Stored data:
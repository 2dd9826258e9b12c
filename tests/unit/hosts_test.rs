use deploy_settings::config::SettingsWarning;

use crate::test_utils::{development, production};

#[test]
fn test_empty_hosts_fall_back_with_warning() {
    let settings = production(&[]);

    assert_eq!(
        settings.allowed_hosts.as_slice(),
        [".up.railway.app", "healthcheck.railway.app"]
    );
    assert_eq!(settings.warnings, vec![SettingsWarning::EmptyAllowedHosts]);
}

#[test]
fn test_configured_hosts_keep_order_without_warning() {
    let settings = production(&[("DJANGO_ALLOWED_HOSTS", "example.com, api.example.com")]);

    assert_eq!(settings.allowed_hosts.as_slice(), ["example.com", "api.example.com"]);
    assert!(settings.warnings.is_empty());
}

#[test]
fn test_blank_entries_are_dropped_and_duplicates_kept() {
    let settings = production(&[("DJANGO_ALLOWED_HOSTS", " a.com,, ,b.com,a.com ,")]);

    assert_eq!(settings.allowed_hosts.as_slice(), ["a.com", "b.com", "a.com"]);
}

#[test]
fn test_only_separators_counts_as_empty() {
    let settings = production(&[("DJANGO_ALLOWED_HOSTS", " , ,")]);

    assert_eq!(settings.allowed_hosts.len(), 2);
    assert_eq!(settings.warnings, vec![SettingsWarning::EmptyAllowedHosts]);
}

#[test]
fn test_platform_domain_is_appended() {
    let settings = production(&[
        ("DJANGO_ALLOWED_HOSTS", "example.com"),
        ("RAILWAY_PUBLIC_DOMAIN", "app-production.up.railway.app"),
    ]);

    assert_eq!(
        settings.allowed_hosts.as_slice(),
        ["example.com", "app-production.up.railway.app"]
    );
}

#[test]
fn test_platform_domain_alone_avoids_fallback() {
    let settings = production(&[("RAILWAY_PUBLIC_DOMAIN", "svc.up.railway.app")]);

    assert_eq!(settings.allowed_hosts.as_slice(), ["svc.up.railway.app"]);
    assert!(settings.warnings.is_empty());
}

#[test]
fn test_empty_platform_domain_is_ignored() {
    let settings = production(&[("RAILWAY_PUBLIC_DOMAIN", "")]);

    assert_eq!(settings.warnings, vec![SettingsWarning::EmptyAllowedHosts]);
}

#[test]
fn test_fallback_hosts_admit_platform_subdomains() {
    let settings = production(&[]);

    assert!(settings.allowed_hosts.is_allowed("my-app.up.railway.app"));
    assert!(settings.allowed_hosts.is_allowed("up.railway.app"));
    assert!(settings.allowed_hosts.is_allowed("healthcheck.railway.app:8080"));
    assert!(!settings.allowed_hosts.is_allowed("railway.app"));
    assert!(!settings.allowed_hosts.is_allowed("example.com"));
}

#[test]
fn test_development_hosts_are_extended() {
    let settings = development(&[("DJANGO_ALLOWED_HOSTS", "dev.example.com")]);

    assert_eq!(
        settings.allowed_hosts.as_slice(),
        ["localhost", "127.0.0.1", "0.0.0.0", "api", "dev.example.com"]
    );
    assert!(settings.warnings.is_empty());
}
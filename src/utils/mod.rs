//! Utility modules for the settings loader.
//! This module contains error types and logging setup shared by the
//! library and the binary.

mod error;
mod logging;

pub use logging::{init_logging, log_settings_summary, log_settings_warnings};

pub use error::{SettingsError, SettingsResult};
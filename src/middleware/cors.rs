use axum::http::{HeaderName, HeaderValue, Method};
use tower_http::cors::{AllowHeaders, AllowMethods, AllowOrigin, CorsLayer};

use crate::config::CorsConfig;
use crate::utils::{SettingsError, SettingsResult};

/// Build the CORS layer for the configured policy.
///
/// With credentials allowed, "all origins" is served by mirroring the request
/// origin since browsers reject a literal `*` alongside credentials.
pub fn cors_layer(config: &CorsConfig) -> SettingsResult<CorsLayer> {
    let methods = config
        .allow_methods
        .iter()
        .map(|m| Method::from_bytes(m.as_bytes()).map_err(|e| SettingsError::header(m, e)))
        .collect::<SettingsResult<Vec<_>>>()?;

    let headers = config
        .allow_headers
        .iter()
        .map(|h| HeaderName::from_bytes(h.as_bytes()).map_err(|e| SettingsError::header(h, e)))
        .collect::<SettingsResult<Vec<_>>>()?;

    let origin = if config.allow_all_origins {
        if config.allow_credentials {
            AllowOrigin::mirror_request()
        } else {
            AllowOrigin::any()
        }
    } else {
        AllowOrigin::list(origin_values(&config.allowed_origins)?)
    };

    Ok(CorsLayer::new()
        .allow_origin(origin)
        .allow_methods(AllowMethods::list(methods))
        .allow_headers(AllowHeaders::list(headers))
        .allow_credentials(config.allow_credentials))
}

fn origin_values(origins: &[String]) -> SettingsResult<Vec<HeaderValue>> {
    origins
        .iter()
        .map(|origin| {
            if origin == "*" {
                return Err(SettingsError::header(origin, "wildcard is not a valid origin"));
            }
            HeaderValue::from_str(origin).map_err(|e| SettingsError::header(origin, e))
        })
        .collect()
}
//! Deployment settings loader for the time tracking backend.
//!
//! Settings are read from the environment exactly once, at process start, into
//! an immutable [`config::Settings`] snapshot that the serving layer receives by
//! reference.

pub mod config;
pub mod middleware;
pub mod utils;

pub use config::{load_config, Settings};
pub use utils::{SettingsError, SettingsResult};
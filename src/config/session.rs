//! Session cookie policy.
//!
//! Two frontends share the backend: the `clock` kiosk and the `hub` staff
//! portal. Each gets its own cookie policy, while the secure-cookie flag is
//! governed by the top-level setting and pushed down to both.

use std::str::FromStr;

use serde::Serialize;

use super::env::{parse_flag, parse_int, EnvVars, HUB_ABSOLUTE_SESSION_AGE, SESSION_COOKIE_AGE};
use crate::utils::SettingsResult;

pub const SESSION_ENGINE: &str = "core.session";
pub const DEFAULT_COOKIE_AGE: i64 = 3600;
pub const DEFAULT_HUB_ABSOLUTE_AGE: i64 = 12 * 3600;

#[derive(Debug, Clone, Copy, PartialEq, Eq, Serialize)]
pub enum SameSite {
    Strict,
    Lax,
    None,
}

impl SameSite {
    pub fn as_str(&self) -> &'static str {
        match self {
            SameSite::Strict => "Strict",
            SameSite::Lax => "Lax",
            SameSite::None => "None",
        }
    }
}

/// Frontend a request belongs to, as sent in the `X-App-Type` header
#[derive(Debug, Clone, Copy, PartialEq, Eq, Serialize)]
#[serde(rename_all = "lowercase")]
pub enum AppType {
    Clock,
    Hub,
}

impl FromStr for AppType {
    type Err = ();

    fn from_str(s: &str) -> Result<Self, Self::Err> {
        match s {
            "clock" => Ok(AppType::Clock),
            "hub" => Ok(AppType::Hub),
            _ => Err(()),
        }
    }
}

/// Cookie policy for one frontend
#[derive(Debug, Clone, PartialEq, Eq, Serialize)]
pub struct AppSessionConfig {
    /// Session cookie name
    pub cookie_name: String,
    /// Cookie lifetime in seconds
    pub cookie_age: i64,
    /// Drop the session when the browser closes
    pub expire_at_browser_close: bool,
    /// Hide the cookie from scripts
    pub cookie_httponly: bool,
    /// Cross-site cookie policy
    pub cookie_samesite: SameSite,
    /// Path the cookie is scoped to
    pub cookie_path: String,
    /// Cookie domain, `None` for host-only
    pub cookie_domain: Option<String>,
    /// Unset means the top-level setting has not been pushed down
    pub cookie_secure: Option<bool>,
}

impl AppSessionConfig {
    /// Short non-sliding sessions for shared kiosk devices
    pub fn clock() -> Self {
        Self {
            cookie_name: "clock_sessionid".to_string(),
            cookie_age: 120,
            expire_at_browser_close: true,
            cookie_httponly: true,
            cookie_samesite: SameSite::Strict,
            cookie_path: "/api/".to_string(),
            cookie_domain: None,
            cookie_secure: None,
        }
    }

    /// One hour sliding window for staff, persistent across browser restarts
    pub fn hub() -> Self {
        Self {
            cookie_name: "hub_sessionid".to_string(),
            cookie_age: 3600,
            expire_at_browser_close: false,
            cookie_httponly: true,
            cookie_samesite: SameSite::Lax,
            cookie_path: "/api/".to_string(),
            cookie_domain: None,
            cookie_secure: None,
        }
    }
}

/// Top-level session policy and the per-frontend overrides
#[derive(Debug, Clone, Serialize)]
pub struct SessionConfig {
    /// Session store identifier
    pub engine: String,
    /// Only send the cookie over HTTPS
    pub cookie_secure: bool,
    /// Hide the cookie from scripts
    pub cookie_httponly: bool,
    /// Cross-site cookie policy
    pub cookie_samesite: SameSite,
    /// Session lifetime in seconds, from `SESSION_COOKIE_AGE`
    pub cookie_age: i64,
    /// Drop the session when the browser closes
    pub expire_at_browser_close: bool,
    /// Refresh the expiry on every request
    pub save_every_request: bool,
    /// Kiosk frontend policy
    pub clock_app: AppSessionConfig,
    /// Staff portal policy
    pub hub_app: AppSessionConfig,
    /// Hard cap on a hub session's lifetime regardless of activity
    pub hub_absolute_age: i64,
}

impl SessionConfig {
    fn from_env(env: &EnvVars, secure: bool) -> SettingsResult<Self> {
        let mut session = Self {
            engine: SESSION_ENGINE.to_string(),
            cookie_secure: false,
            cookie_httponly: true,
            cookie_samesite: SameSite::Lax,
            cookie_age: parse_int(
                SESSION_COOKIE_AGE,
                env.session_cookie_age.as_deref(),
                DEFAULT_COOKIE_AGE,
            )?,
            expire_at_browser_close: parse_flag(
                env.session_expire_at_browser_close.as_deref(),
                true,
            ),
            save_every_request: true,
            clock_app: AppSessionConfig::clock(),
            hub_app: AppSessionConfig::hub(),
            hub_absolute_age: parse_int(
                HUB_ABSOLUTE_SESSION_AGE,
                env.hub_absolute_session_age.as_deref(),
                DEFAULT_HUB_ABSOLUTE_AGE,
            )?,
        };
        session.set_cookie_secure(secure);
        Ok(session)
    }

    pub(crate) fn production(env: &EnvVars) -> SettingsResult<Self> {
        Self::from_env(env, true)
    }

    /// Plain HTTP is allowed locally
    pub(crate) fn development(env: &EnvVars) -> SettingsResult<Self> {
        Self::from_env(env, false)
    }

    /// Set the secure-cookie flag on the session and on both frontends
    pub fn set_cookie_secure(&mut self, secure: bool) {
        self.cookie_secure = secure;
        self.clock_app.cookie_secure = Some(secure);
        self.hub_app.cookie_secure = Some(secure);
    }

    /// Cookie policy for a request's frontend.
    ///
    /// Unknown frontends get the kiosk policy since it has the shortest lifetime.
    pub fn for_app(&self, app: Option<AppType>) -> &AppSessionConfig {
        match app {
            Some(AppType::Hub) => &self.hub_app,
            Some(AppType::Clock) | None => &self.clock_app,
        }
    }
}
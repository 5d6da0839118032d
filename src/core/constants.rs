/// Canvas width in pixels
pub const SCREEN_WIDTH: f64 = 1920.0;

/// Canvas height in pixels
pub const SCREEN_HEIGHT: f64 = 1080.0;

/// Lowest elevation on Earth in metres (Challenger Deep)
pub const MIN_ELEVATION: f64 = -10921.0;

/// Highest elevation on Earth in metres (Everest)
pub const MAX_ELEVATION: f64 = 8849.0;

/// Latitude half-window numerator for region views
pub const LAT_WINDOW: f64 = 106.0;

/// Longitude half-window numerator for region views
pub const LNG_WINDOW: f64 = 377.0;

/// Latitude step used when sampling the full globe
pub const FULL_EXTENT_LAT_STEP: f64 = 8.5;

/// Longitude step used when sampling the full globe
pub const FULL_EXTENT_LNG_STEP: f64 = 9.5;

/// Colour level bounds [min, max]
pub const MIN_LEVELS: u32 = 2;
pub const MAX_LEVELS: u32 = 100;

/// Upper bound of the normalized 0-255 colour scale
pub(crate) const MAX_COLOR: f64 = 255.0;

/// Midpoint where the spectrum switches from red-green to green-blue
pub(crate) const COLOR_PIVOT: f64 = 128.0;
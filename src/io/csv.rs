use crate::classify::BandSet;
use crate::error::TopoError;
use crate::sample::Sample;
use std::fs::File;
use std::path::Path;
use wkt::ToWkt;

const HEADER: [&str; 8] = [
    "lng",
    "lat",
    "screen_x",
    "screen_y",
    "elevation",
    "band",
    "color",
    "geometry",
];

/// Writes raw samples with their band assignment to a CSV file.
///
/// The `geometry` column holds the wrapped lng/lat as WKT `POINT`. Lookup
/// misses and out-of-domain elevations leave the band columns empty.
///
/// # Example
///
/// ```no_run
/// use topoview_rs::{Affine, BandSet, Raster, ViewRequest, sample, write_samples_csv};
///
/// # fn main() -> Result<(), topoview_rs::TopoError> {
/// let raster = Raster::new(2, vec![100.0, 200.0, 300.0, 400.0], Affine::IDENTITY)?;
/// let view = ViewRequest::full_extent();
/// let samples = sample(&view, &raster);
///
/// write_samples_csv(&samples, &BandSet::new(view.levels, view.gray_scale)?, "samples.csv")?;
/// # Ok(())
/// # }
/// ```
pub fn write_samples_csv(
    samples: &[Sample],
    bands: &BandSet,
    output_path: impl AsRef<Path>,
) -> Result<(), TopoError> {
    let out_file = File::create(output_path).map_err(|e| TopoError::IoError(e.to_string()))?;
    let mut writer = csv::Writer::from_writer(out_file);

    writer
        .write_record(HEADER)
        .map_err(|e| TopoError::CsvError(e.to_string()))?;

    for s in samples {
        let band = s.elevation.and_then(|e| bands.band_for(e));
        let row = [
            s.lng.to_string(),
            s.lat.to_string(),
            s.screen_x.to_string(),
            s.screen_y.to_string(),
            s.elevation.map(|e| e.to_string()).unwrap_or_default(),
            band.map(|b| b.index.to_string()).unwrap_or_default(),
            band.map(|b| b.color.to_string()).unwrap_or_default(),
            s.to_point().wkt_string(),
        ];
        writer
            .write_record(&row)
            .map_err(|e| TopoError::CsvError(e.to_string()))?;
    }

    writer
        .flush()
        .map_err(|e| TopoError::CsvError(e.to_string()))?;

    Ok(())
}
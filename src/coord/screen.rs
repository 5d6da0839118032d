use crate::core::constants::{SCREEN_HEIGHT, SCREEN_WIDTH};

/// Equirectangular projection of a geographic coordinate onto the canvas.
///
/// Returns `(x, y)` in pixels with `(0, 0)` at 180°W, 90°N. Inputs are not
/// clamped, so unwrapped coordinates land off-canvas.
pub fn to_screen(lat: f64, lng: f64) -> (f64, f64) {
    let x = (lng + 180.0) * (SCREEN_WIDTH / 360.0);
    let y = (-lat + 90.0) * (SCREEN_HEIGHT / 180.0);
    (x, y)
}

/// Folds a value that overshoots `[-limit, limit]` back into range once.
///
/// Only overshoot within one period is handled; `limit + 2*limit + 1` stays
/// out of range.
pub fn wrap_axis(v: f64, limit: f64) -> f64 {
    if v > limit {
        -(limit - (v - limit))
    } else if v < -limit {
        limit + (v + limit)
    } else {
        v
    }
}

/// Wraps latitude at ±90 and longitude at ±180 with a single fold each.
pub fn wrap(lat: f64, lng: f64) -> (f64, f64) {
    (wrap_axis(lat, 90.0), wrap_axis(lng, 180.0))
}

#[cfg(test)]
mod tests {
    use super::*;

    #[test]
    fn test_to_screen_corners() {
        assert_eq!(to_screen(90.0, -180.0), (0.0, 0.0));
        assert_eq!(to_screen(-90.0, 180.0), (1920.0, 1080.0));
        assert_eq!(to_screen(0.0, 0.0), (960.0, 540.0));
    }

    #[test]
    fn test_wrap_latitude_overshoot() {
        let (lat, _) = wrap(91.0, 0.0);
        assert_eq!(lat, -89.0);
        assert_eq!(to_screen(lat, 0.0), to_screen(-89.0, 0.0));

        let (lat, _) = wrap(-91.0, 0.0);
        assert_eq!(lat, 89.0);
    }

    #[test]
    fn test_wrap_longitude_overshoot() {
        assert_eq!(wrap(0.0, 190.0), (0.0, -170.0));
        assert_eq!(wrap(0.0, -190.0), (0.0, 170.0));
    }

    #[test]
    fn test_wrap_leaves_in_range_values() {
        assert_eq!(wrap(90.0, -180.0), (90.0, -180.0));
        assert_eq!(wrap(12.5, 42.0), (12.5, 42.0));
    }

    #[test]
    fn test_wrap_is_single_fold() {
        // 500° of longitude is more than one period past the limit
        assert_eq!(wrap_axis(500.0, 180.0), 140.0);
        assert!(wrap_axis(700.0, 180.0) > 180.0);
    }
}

Requirement
When a line in the data contains "writer", return it as written.

Worked solution
    let mut writer = csv::Writer::from_writer(out_file);
    writer
        writer
    writer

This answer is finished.